**TASK BRIEF**
Give every line from the entries that contains "registered".
++++++++++++++++++++
// This Source Code Form is subject to the terms of the Mozilla Public
// License, v. 2.0. If a copy of the MPL was not distributed with this
// file, You can obtain one at http://mozilla.org/MPL/2.0/.

//! Process-wide plugin registry and the binding host.
//!
//! Plugins register once at startup; the registry is immutable
//! afterwards. At ledger creation a plugin may install additional
//! indexes, and on handle construction its API object is bound against
//! the concrete stores and exposed under the plugin's own name.

use std::any::Any;
use std::collections::HashMap;
use std::fmt;
use std::sync::{Arc, OnceLock, RwLock};

use async_trait::async_trait;

use crate::blocks::BlockStore;
use crate::errors::{Result, StorageError};
use crate::events::EventStore;
use crate::indexes::IndexBuilder;
use crate::operations::OperationStore;

/// Declared plugin kind. Only ledger storage plugins may be attached to
/// a ledger's collection set.
#[derive(Clone, Copy, Debug, PartialEq, Eq)]
pub enum PluginKind {
    LedgerStorage,
    Other(&'static str),
}

/// The concrete stores a plugin's API binds against.
///
/// Bound methods receive these as their receiver-equivalent: a plugin
/// API holds the store handles it needs, including their collection
/// pools and hashing utility.
#[derive(Clone)]
pub struct StoreSet {
    pub blocks: BlockStore,
    pub events: EventStore,
    pub operations: OperationStore,
}

impl fmt::Debug for dyn StoragePlugin {
    fn fmt(&self, f: &mut fmt::Formatter<'_>) -> fmt::Result {
        f.debug_struct("StoragePlugin")
            .field("name", &self.name())
            .field("kind", &self.kind())
            .finish()
    }
}

#[async_trait]
pub trait StoragePlugin: Send + Sync {
    fn name(&self) -> &'static str;

    fn kind(&self) -> PluginKind {
        PluginKind::LedgerStorage
    }

    /// Invoked at ledger creation, after the core indexes exist.
    async fn expand_indexes(
        &self,
        indexes: &IndexBuilder<'_>,
    ) -> Result<()> {
        let _ = indexes;
        Ok(())
    }

    /// Builds the plugin's API object for one ledger handle. The result
    /// is exposed via `Storage::plugin::<T>(name)`.
    fn bind(&self, stores: &StoreSet) -> Result<Arc<dyn Any + Send + Sync>>;
}

fn registry() -> &'static RwLock<HashMap<String, Arc<dyn StoragePlugin>>> {
    static REGISTRY: OnceLock<
        RwLock<HashMap<String, Arc<dyn StoragePlugin>>>,
    > = OnceLock::new();
    REGISTRY.get_or_init(Default::default)
}

/// Registers a plugin process-wide. Names are the dispatch namespace,
/// so a second registration under the same name is a `DuplicateError`.
pub fn register(plugin: Arc<dyn StoragePlugin>) -> Result<()> {
    let mut plugins = registry().write().expect("plugin registry lock");
    if plugins.contains_key(plugin.name()) {
        return Err(StorageError::duplicate("plugin", plugin.name()));
    }
    plugins.insert(plugin.name().to_owned(), plugin);
    Ok(())
}

/// Resolves registered ledger storage plugins by name.
pub(crate) fn resolve(
    names: &[&str],
) -> Result<Vec<Arc<dyn StoragePlugin>>> {
    let plugins = registry().read().expect("plugin registry lock");
    names
        .iter()
        .map(|name| {
            let plugin = plugins.get(*name).ok_or_else(|| {
                StorageError::invalid_access(format!(
                    "plugin `{name}` is not registered"
                ))
            })?;
            if plugin.kind() != PluginKind::LedgerStorage {
                return Err(StorageError::invalid_access(format!(
                    "plugin `{name}` is not a ledger storage plugin"
                )));
            }
            Ok(plugin.clone())
        })
        .collect()
}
++++++++++++++++++++
**WRITTEN SOLUTION**
/// Resolves registered ledger storage plugins by name.
                    "plugin `{name}` is not registered"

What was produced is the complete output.